Name your Interface what it is
If your interface is a Truck
, call it Truck
. Not ITruck
because it isn’t an ITruck
it is a Truck
. An Interface in Java is a Type. Then you have implementations of DumpTruck
, TransferTruck
, WreckerTruck
, CementTruck
, etc. When you are using the Interface Truck
in place of a sub-class you just cast it to Truck
. As in List<Truck>
. Putting I
in front is just crappy Hungarian style notation tautology that adds nothing but more stuff to type to your code.
All modern Java IDEs mark Interfaces and Implementations and what not without this silly notation. Don’t call it TruckClass
that is tautology just as bad as the IInterface
tautology.
The only real exception to this rule that I accept, and there are always exceptions is AbstractTruck
when the class is package local. Since only the sub-classes will every see this and you should never cast to an Abstract class it does add some information that the class is abstract and to how it should be used. You could still come up with a better name than AbstractTruck
and use BaseTruck
or DefaultTruck
or some other more descriptive name instead. But since Abstract classes should never be part of any public facing interface it is an acceptable exception to the rule.

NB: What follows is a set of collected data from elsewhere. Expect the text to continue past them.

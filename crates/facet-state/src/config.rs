//! Panel layouts and the built-in presets.

use facet_model::{FieldBinding, FieldKind, StoreKind};
use serde::{Deserialize, Serialize};

use crate::error::{Result, StateError};

/// One scalar control.
#[derive(Debug, Clone, PartialEq, Eq, Serialize, Deserialize)]
pub struct ScalarSpec {
    pub key: String,
    pub kind: FieldKind,
    #[serde(default, skip_serializing_if = "Option::is_none")]
    pub delay_ms: Option<u64>,
}

/// One multi-select control.
#[derive(Debug, Clone, PartialEq, Eq, Serialize, Deserialize)]
pub struct SelectionSpec {
    pub key: String,
    /// Allowed values. Empty means anything goes.
    #[serde(default, skip_serializing_if = "Vec::is_empty")]
    pub options: Vec<String>,
    #[serde(default, skip_serializing_if = "Option::is_none")]
    pub delay_ms: Option<u64>,
}

/// The panel's sort control.
#[derive(Debug, Clone, PartialEq, Eq, Serialize, Deserialize)]
pub struct SortSpec {
    #[serde(default = "default_sort_key")]
    pub key: String,
    /// Sortable fields in display order.
    pub fields: Vec<String>,
    #[serde(default, skip_serializing_if = "Option::is_none")]
    pub delay_ms: Option<u64>,
}

fn default_sort_key() -> String {
    "sort".to_string()
}

/// Everything a [`crate::FilterPanel`] needs to mount.
#[derive(Debug, Clone, PartialEq, Eq, Serialize, Deserialize)]
pub struct PanelConfig {
    pub name: String,
    /// Path the panel lives at, used when no URL is given.
    pub path: String,
    /// Coordination group shared by all of the panel's fields.
    #[serde(default, skip_serializing_if = "Option::is_none")]
    pub group: Option<String>,
    #[serde(default)]
    pub store: StoreKind,
    #[serde(default)]
    pub scalars: Vec<ScalarSpec>,
    #[serde(default)]
    pub selections: Vec<SelectionSpec>,
    #[serde(default, skip_serializing_if = "Option::is_none")]
    pub sort: Option<SortSpec>,
}

impl PanelConfig {
    /// Storefront catalog: price range, stock toggle, tags, three sort keys.
    pub fn catalog() -> Self {
        Self {
            name: "catalog".to_string(),
            path: "/catalog".to_string(),
            group: Some("catalog".to_string()),
            store: StoreKind::Tab,
            scalars: vec![
                scalar("minPrice", FieldKind::Number),
                scalar("maxPrice", FieldKind::Number),
                scalar("inStock", FieldKind::Flag),
            ],
            selections: vec![SelectionSpec {
                key: "tags".to_string(),
                options: Vec::new(),
                delay_ms: None,
            }],
            sort: Some(sort_spec(["price", "title", "popularity"])),
        }
    }

    /// Admin order search: free text, status filter, date range.
    pub fn admin_orders() -> Self {
        Self {
            name: "admin-orders".to_string(),
            path: "/admin/orders".to_string(),
            group: Some("admin-orders".to_string()),
            store: StoreKind::Tab,
            scalars: vec![
                scalar("q", FieldKind::Text),
                scalar("from", FieldKind::Text),
                scalar("to", FieldKind::Text),
            ],
            selections: vec![SelectionSpec {
                key: "status".to_string(),
                options: ["pending", "paid", "shipped", "refunded", "cancelled"]
                    .map(String::from)
                    .to_vec(),
                delay_ms: None,
            }],
            sort: Some(sort_spec(["created", "total", "customer"])),
        }
    }

    pub fn presets() -> Vec<Self> {
        vec![Self::catalog(), Self::admin_orders()]
    }

    /// Binding for one of this panel's keys, with the panel's group and store.
    pub fn binding(&self, key: &str, delay_ms: Option<u64>) -> FieldBinding {
        let mut binding = FieldBinding::new(key).with_store(self.store);
        if let Some(group) = &self.group {
            binding = binding.in_group(group.as_str());
        }
        if let Some(delay_ms) = delay_ms {
            binding = binding.with_delay_ms(delay_ms);
        }
        binding
    }

    /// All bindings in declaration order: scalars, selections, then sort.
    ///
    /// This is also the stagger slot order.
    pub fn bindings(&self) -> Vec<FieldBinding> {
        let scalars = self
            .scalars
            .iter()
            .map(|spec| self.binding(&spec.key, spec.delay_ms));
        let selections = self
            .selections
            .iter()
            .map(|spec| self.binding(&spec.key, spec.delay_ms));
        let sort = self
            .sort
            .iter()
            .map(|spec| self.binding(&spec.key, spec.delay_ms));
        scalars.chain(selections).chain(sort).collect()
    }

    pub fn keys(&self) -> Vec<String> {
        self.bindings().into_iter().map(|binding| binding.key).collect()
    }

    pub fn scalar(&self, key: &str) -> Option<&ScalarSpec> {
        self.scalars.iter().find(|spec| spec.key == key)
    }

    pub fn selection(&self, key: &str) -> Option<&SelectionSpec> {
        self.selections.iter().find(|spec| spec.key == key)
    }

    pub fn validate(&self) -> Result<()> {
        for binding in self.bindings() {
            binding.validate().map_err(|source| StateError::Binding {
                panel: self.name.clone(),
                source,
            })?;
        }
        Ok(())
    }
}

fn scalar(key: &str, kind: FieldKind) -> ScalarSpec {
    ScalarSpec {
        key: key.to_string(),
        kind,
        delay_ms: None,
    }
}

fn sort_spec<const N: usize>(fields: [&str; N]) -> SortSpec {
    SortSpec {
        key: default_sort_key(),
        fields: fields.map(String::from).to_vec(),
        delay_ms: None,
    }
}

#[cfg(test)]
mod tests {
    use super::*;

    #[test]
    fn catalog_bindings_follow_declaration_order() {
        let keys = PanelConfig::catalog().keys();
        assert_eq!(keys, ["minPrice", "maxPrice", "inStock", "tags", "sort"]);
    }

    #[test]
    fn bindings_carry_group_and_store() {
        let mut config = PanelConfig::admin_orders();
        config.store = StoreKind::Local;
        let binding = config.binding("q", Some(200));
        assert_eq!(binding.group.as_deref(), Some("admin-orders"));
        assert_eq!(binding.store, StoreKind::Local);
        assert_eq!(binding.delay_ms, Some(200));
    }

    #[test]
    fn minimal_config_parses_with_defaults() {
        let config: PanelConfig = serde_json::from_str(
            r#"{"name":"users","path":"/admin/users","sort":{"fields":["name"]}}"#,
        )
        .unwrap();
        assert_eq!(config.store, StoreKind::Tab);
        assert_eq!(config.sort.unwrap().key, "sort");
        assert!(config.scalars.is_empty());
    }

    #[test]
    fn blank_key_is_rejected() {
        let mut config = PanelConfig::catalog();
        config.scalars.push(scalar(" ", FieldKind::Text));
        assert!(matches!(config.validate(), Err(StateError::Binding { .. })));
    }
}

If it is an class it is an implementation
And the Impl
suffix is just more noise as well. More tautology. Anything that isn’t an Interface is an Implementation, even Abstract classes which are just partial implementations. Are you going to put that silly Impl
suffix on every name of every Class? It makes no more sense than suffixing every Class with Class
.
The Interface is a contract on what the public methods and properties have to support, it is also Type
information as well. Everything that implements Truck
is a Type
of Truck
.
Look to the Java standard library itself. Do you see IList, ArrayListImpl, LinkedListImpl? No you see. List and ArrayList and LinkedList. Any of these silly prefix/suffix naming conventions all violate the DRY principal as well.

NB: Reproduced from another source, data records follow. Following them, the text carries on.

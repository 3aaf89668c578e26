//! Per-group arrival indices used to stagger commit times.

use std::collections::HashMap;
use std::sync::{Mutex, PoisonError};

use indexmap::IndexSet;

/// Assigns each field a fixed index within its coordination group.
///
/// The first field seen in a group gets 0, the next distinct field 1, and
/// so on. Indices are never released or reassigned, so a registry lives as
/// long as the application that created it. Construct one at startup and
/// share it (`Arc`) with every coordinator; tests build their own.
#[derive(Debug, Default)]
pub struct StaggerRegistry {
    groups: Mutex<HashMap<String, IndexSet<String>>>,
}

impl StaggerRegistry {
    pub fn new() -> Self {
        Self::default()
    }

    /// Index of `field_key` in `group_id`, registering it on first sight.
    pub fn offset_index_for(&self, group_id: &str, field_key: &str) -> usize {
        let mut groups = self.groups.lock().unwrap_or_else(PoisonError::into_inner);
        let members = groups.entry(group_id.to_string()).or_default();
        if let Some(index) = members.get_index_of(field_key) {
            return index;
        }
        let (index, _) = members.insert_full(field_key.to_string());
        tracing::debug!(group = group_id, key = field_key, index, "registered stagger slot");
        index
    }

    /// Members of `group_id` in arrival order.
    pub fn members(&self, group_id: &str) -> Vec<String> {
        let groups = self.groups.lock().unwrap_or_else(PoisonError::into_inner);
        groups
            .get(group_id)
            .map(|members| members.iter().cloned().collect())
            .unwrap_or_default()
    }

    pub fn group_count(&self) -> usize {
        self.groups
            .lock()
            .unwrap_or_else(PoisonError::into_inner)
            .len()
    }
}

#[cfg(test)]
mod tests {
    use super::*;

    #[test]
    fn indices_follow_arrival_order() {
        let registry = StaggerRegistry::new();
        assert_eq!(registry.offset_index_for("sort", "price"), 0);
        assert_eq!(registry.offset_index_for("sort", "title"), 1);
        assert_eq!(registry.offset_index_for("sort", "popularity"), 2);

        // Later lookups never move a field.
        assert_eq!(registry.offset_index_for("sort", "popularity"), 2);
        assert_eq!(registry.offset_index_for("sort", "price"), 0);
    }

    #[test]
    fn groups_are_independent() {
        let registry = StaggerRegistry::new();
        registry.offset_index_for("catalog", "a");
        assert_eq!(registry.offset_index_for("admin", "b"), 0);
        assert_eq!(registry.group_count(), 2);
        assert_eq!(registry.members("catalog"), vec!["a".to_string()]);
        assert!(registry.members("missing").is_empty());
    }
}
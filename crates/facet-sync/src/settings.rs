//! Commit timing configuration.

use std::time::Duration;

use serde::{Deserialize, Serialize};

/// Timing for debounced commits.
#[derive(Debug, Clone, Copy, PartialEq, Eq, Serialize, Deserialize)]
#[serde(default)]
pub struct SyncSettings {
    /// Debounce delay in milliseconds.
    ///
    /// After a change, the field commits once this long has passed without
    /// further changes to it. There is no maximum wait.
    pub debounce_ms: u64,

    /// Extra delay per arrival index inside a coordination group.
    pub stagger_step_ms: u64,
}

impl Default for SyncSettings {
    fn default() -> Self {
        Self {
            debounce_ms: 500,
            stagger_step_ms: 50,
        }
    }
}

impl SyncSettings {
    pub fn debounce(&self) -> Duration {
        Duration::from_millis(self.debounce_ms)
    }

    pub fn stagger_step(&self) -> Duration {
        Duration::from_millis(self.stagger_step_ms)
    }

    /// Effective delay for a field at `offset_index` in its group.
    pub fn delay(&self, base: Duration, offset_index: usize) -> Duration {
        let steps = u32::try_from(offset_index).unwrap_or(u32::MAX);
        base.saturating_add(self.stagger_step().saturating_mul(steps))
    }
}

#[cfg(test)]
mod tests {
    use super::*;

    #[test]
    fn test_default_settings() {
        let settings = SyncSettings::default();
        assert_eq!(settings.debounce(), Duration::from_millis(500));
        assert_eq!(settings.stagger_step(), Duration::from_millis(50));
    }

    #[test]
    fn test_delay_adds_stagger_steps() {
        let settings = SyncSettings::default();
        let base = settings.debounce();
        assert_eq!(settings.delay(base, 0), Duration::from_millis(500));
        assert_eq!(settings.delay(base, 2), Duration::from_millis(600));
    }

    #[test]
    fn test_partial_settings_fill_defaults() {
        let settings: SyncSettings = serde_json::from_str(r#"{"debounce_ms":300}"#).unwrap();
        assert_eq!(settings.debounce_ms, 300);
        assert_eq!(settings.stagger_step_ms, 50);
    }
}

Also if you find yourself adding DTO
, JDO
, BEAN
or other silly repetitive prefixes or suffixes to object names then they probably belong in a package instead of all those suffixes. Properly packaged namespaces are self documenting and reduce all the useless redundant information in these really poorly conceived proprietary naming schemes that most places don’t even adhere to in a consistent manner. If all you can come up with to make your Class name unique is suffixing it with Impl
, then you need to rethink having an Interface at all. So when you have an situation where you have an Interface and a single Implementation that is not uniquely specialized from the Interface you probably don’t need the Interface.
If you can’t give unique descriptive names to your Interfaces and Classes, you are doing it wrong.
Mocking the Mocking Argument
It has been argued that putting a Mock
prefix or suffix on classes is a good idiom to mark the classes as Mock implementations, why not call them MockImpl
if you are going to argue that?
Assuming that the real classes are in com.company.app.service
. Mock implementations should be in their own com.company.app.service.mock
package, ideally in a different directory structure with the Test
classes, as in Maven, which will allow them to have the same names as the non-Mock classes, and still document that they are Mocks for testing only, and not pollute the name space of the production code and make it easy to not-include that code in the deployment.